Available records
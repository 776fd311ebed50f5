//! Kotlin signatures

use tracing::{debug_span, trace};

use super::{
    extra_modifiers, modifier, nested_symbol, parameter_list, symbol, visibility, AnnotationStyle,
    Dialect, ProjectionRenderer, SignatureProvider,
};
use crate::config::DialectConfig;
use crate::content::{ContentFactory, ContentKind, ContentTree, Emitter, TextStyle, NBSP};
use crate::model::{
    Classlike, ClasslikeKind, Declaration, EnumEntry, ExtraModifier, FunctionMarker, Function,
    Parameter, PlatformMap, PlatformSet, Projection, Property, SymbolId, TypeAlias,
    TypeParameter, VarianceKind, WithExtras,
};
use crate::platform::{group_by_value, group_within};

/// Kotlin type syntax
#[derive(Debug, Clone, Copy, Default)]
pub struct KotlinProjections;

impl KotlinProjections {
    fn named<F: ContentFactory>(
        self,
        out: &mut Emitter<'_, F>,
        id: &SymbolId,
        arguments: &[Projection],
    ) {
        out.group(&[], |out| {
            out.link(id.display_name(), id);
            out.list(arguments, "<", ">", ", ", |out, arg| self.projection(out, arg));
        });
    }

    /// `Receiver.(A, B) -> R`
    fn function_type<F: ContentFactory>(
        self,
        out: &mut Emitter<'_, F>,
        id: &SymbolId,
        marker: FunctionMarker,
        arguments: &[Projection],
    ) {
        let (receiver, rest) = match arguments.split_first() {
            Some((receiver, rest)) if marker.is_extension() => (Some(receiver), rest),
            _ => (None, arguments),
        };
        let Some((result, params)) = rest.split_last() else {
            // no return type to split off
            self.named(out, id, arguments);
            return;
        };
        out.group(&[], |out| {
            if let Some(receiver) = receiver {
                self.projection(out, receiver);
                out.text(".");
            }
            out.text("(");
            for (i, param) in params.iter().enumerate() {
                if i > 0 {
                    out.text(", ");
                }
                self.projection(out, param);
            }
            out.text(") -> ");
            self.projection(out, result);
        });
    }
}

impl ProjectionRenderer for KotlinProjections {
    fn projection<F: ContentFactory>(&self, out: &mut Emitter<'_, F>, projection: &Projection) {
        match projection {
            Projection::Named {
                id,
                arguments,
                function,
            } => {
                if function.is_function() {
                    self.function_type(out, id, *function, arguments);
                } else {
                    self.named(out, id, arguments);
                }
            }
            Projection::Variance(kind, inner) => out.group(&[], |out| {
                out.text(match kind {
                    VarianceKind::Covariant => "out ",
                    VarianceKind::Contravariant => "in ",
                });
                self.projection(out, inner);
            }),
            Projection::Nullable(inner) => out.group(&[], |out| {
                self.projection(out, inner);
                out.text("?");
            }),
            Projection::Star => out.text("*"),
            Projection::PlatformObject => out.link("Any", &SymbolId::kotlin_any()),
            Projection::Void => out.link("Unit", &SymbolId::kotlin_unit()),
            Projection::Primitive(name) => {
                let id = SymbolId::class("kotlin", capitalize(name));
                self.named(out, &id, &[]);
            }
            Projection::Dynamic => out.text("dynamic"),
            Projection::TypeParameterRef(name) => out.text(name),
        }
    }
}

fn capitalize(name: &str) -> String {
    let mut chars = name.chars();
    match chars.next() {
        Some(first) => first.to_uppercase().chain(chars).collect(),
        None => String::new(),
    }
}

/// Renders declarations as Kotlin source
pub struct KotlinSignatureProvider<F = ContentTree> {
    factory: F,
    config: DialectConfig,
    annotations: AnnotationStyle,
}

impl KotlinSignatureProvider {
    pub fn new() -> Self {
        Self::with_factory(ContentTree, DialectConfig::kotlin())
    }
}

impl Default for KotlinSignatureProvider {
    fn default() -> Self {
        Self::new()
    }
}

impl<F: ContentFactory> KotlinSignatureProvider<F> {
    pub fn with_factory(factory: F, config: DialectConfig) -> Self {
        Self {
            factory,
            annotations: AnnotationStyle::from(&config),
            config,
        }
    }

    fn extras<A: WithExtras + ?Sized>(annotated: &A) -> String {
        extra_modifiers(annotated, Dialect::Kotlin)
    }

    fn classlike(&self, c: &Classlike) -> F::Node {
        match &c.extras.actual_typealias {
            Some(aliased) => self.actual_typealias(c, aliased),
            None => self.regular_classlike(c, &c.platforms),
        }
    }

    /// Regular header on the platforms without an alias, one alias line per target
    fn actual_typealias(&self, c: &Classlike, aliased: &PlatformMap<Projection>) -> F::Node {
        let regular: PlatformSet = c
            .platforms
            .iter()
            .filter(|p| !aliased.contains_key(*p))
            .cloned()
            .collect();
        let all: PlatformSet = c.platforms.iter().chain(aliased.keys()).cloned().collect();
        trace!(
            regular = regular.len(),
            aliased = aliased.len(),
            "splitting actual typealias"
        );

        let mut out = Emitter::new(&self.factory, &c.id, &all);
        if !regular.is_empty() {
            out.push(self.regular_classlike(c, &regular));
        }
        let name = class_name(c);
        for (target, platforms) in group_by_value(aliased) {
            nested_symbol(&mut out, &c.id, &platforms, |out| {
                out.text("actual typealias ");
                out.link(name, &c.id);
                out.text(" = ");
                KotlinProjections.projection(out, target);
            });
        }
        out.finish(ContentKind::Main, &[])
    }

    fn regular_classlike(&self, c: &Classlike, platforms: &PlatformSet) -> F::Node {
        symbol(&self.factory, &c.id, platforms, |out| {
            self.annotations.block(out, c);
            visibility(out, &c.visibility, &self.config);
            if c.kind == ClasslikeKind::Class && !c.has_modifier(ExtraModifier::Data) {
                modifier(out, &c.modifier, &self.config);
            }
            match c.kind {
                ClasslikeKind::Class => out.text(&format!("{}class ", Self::extras(c))),
                ClasslikeKind::Interface => out.text("interface "),
                ClasslikeKind::Enum => out.text("enum "),
                ClasslikeKind::Object => out.text("object "),
                ClasslikeKind::Annotation => out.text("annotation class "),
            }
            out.link(class_name(c), &c.id);
            out.list(&c.generics, "<", ">", ", ", |out, t| self.type_parameter_body(out, t));
            if c.kind == ClasslikeKind::Class {
                if let Some(ctor) = c.primary_constructor() {
                    self.primary_constructor(out, ctor);
                }
            }
            for (supertypes, platforms) in group_within(&c.supertypes, out.platforms()) {
                out.for_platforms(&platforms, |out| {
                    out.list(supertypes, " : ", "", ", ", |out, id| {
                        out.link(id.display_name(), id);
                    });
                });
            }
        })
    }

    fn primary_constructor(&self, out: &mut Emitter<'_, F>, ctor: &Function) {
        if !self.annotations.any_visible(ctor) {
            out.list(&ctor.parameters, "(", ")", ", ", |out, param| {
                self.constructor_parameter(out, param);
            });
        } else {
            out.text(NBSP);
            self.annotations.inline(out, ctor);
            out.text("constructor");
            parameter_list(out, &ctor.parameters, |out, param| {
                self.constructor_parameter(out, param);
            });
        }
    }

    fn constructor_parameter(&self, out: &mut Emitter<'_, F>, param: &Parameter) {
        self.annotations.inline(out, param);
        out.styled_text(param.name.as_deref().unwrap_or_default(), &[TextStyle::Bold]);
        out.text(": ");
        KotlinProjections.projection(out, &param.ty);
    }

    fn function(&self, f: &Function) -> F::Node {
        symbol(&self.factory, &f.id, &f.platforms, |out| {
            self.annotations.block(out, f);
            visibility(out, &f.visibility, &self.config);
            modifier(out, &f.modifier, &self.config);
            out.text(&Self::extras(f));
            out.text("fun ");
            out.list(&f.generics, "<", "> ", ", ", |out, t| self.type_parameter_body(out, t));
            if let Some(receiver) = &f.receiver {
                KotlinProjections.projection(out, &receiver.ty);
                out.text(".");
            }
            out.link(&f.name, &f.id);
            parameter_list(out, &f.parameters, |out, param| {
                self.annotations.inline(out, param);
                out.text(&Self::extras(param));
                out.text(param.name.as_deref().unwrap_or_default());
                out.text(": ");
                KotlinProjections.projection(out, &param.ty);
            });
            if documents_return_type(f) {
                out.text(": ");
                KotlinProjections.projection(out, &f.return_type);
            }
        })
    }

    fn property(&self, p: &Property) -> F::Node {
        symbol(&self.factory, &p.id, &p.platforms, |out| {
            self.annotations.block(out, p);
            visibility(out, &p.visibility, &self.config);
            modifier(out, &p.modifier, &self.config);
            out.text(&Self::extras(p));
            out.text(if p.is_mutable() { "var " } else { "val " });
            out.list(&p.generics, "<", "> ", ", ", |out, t| self.type_parameter_body(out, t));
            if let Some(receiver) = &p.receiver {
                KotlinProjections.projection(out, &receiver.ty);
                out.text(".");
            }
            out.link(&p.name, &p.id);
            out.text(": ");
            KotlinProjections.projection(out, &p.ty);
        })
    }

    /// One signature per distinct aliased type
    fn type_alias(&self, t: &TypeAlias) -> F::Node {
        let mut out = Emitter::new(&self.factory, &t.id, &t.platforms);
        for (underlying, platforms) in group_by_value(&t.underlying) {
            nested_symbol(&mut out, &t.id, &platforms, |out| {
                self.annotations.block(out, t);
                visibility(out, &t.visibility, &self.config);
                out.text(&Self::extras(t));
                out.text("typealias ");
                KotlinProjections.projection(out, &t.ty);
                out.text(" = ");
                KotlinProjections.projection(out, underlying);
            });
        }
        out.finish(ContentKind::Main, &[])
    }

    fn type_parameter(&self, t: &TypeParameter) -> F::Node {
        symbol(&self.factory, &t.id, &t.platforms, |out| {
            self.annotations.block(out, t);
            self.type_parameter_body(out, t);
        })
    }

    /// `T : Bound, Other`, also used inside generic lists
    fn type_parameter_body(&self, out: &mut Emitter<'_, F>, t: &TypeParameter) {
        out.text(&Self::extras(t));
        out.link(&t.name, &t.id);
        out.list(&t.bounds, " : ", "", ", ", |out, bound| {
            KotlinProjections.projection(out, bound);
        });
    }

    fn enum_entry(&self, e: &EnumEntry) -> F::Node {
        Emitter::new(&self.factory, &e.id, &e.platforms)
            .finish(ContentKind::Symbol, &[TextStyle::Monospace])
    }
}

impl<F: ContentFactory> SignatureProvider for KotlinSignatureProvider<F> {
    type Node = F::Node;

    fn signature(&self, declaration: &Declaration) -> F::Node {
        let _span =
            debug_span!("signature", dialect = "kotlin", symbol = %declaration.id()).entered();
        match declaration {
            Declaration::Classlike(c) => self.classlike(c),
            Declaration::Function(f) => self.function(f),
            Declaration::Property(p) => self.property(p),
            Declaration::TypeAlias(t) => self.type_alias(t),
            Declaration::TypeParameter(t) => self.type_parameter(t),
            Declaration::EnumEntry(e) => self.enum_entry(e),
        }
    }
}

fn class_name(c: &Classlike) -> &str {
    c.name.as_deref().unwrap_or_else(|| c.id.display_name())
}

/// Constructors and functions returning nothing show no return type
fn documents_return_type(f: &Function) -> bool {
    !(f.is_constructor
        || matches!(f.return_type, Projection::Void)
        || f.return_type.is_named(&SymbolId::kotlin_unit()))
}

What to do
What you return should be the lines from the start of the data through the line with "#[derive(Debug, Clone, Copy, Default)]", quoted exactly and nothing more.

Solved problem
repository 776fd311ebed50f5
//! Kotlin signatures

use tracing::{debug_span, trace};

use super::{
    extra_modifiers, modifier, nested_symbol, parameter_list, symbol, visibility, AnnotationStyle,
    Dialect, ProjectionRenderer, SignatureProvider,
};
use crate::config::DialectConfig;
use crate::content::{ContentFactory, ContentKind, ContentTree, Emitter, TextStyle, NBSP};
use crate::model::{
    Classlike, ClasslikeKind, Declaration, EnumEntry, ExtraModifier, FunctionMarker, Function,
    Parameter, PlatformMap, PlatformSet, Projection, Property, SymbolId, TypeAlias,
    TypeParameter, VarianceKind, WithExtras,
};
use crate::platform::{group_by_value, group_within};

/// Kotlin type syntax
#[derive(Debug, Clone, Copy, Default)]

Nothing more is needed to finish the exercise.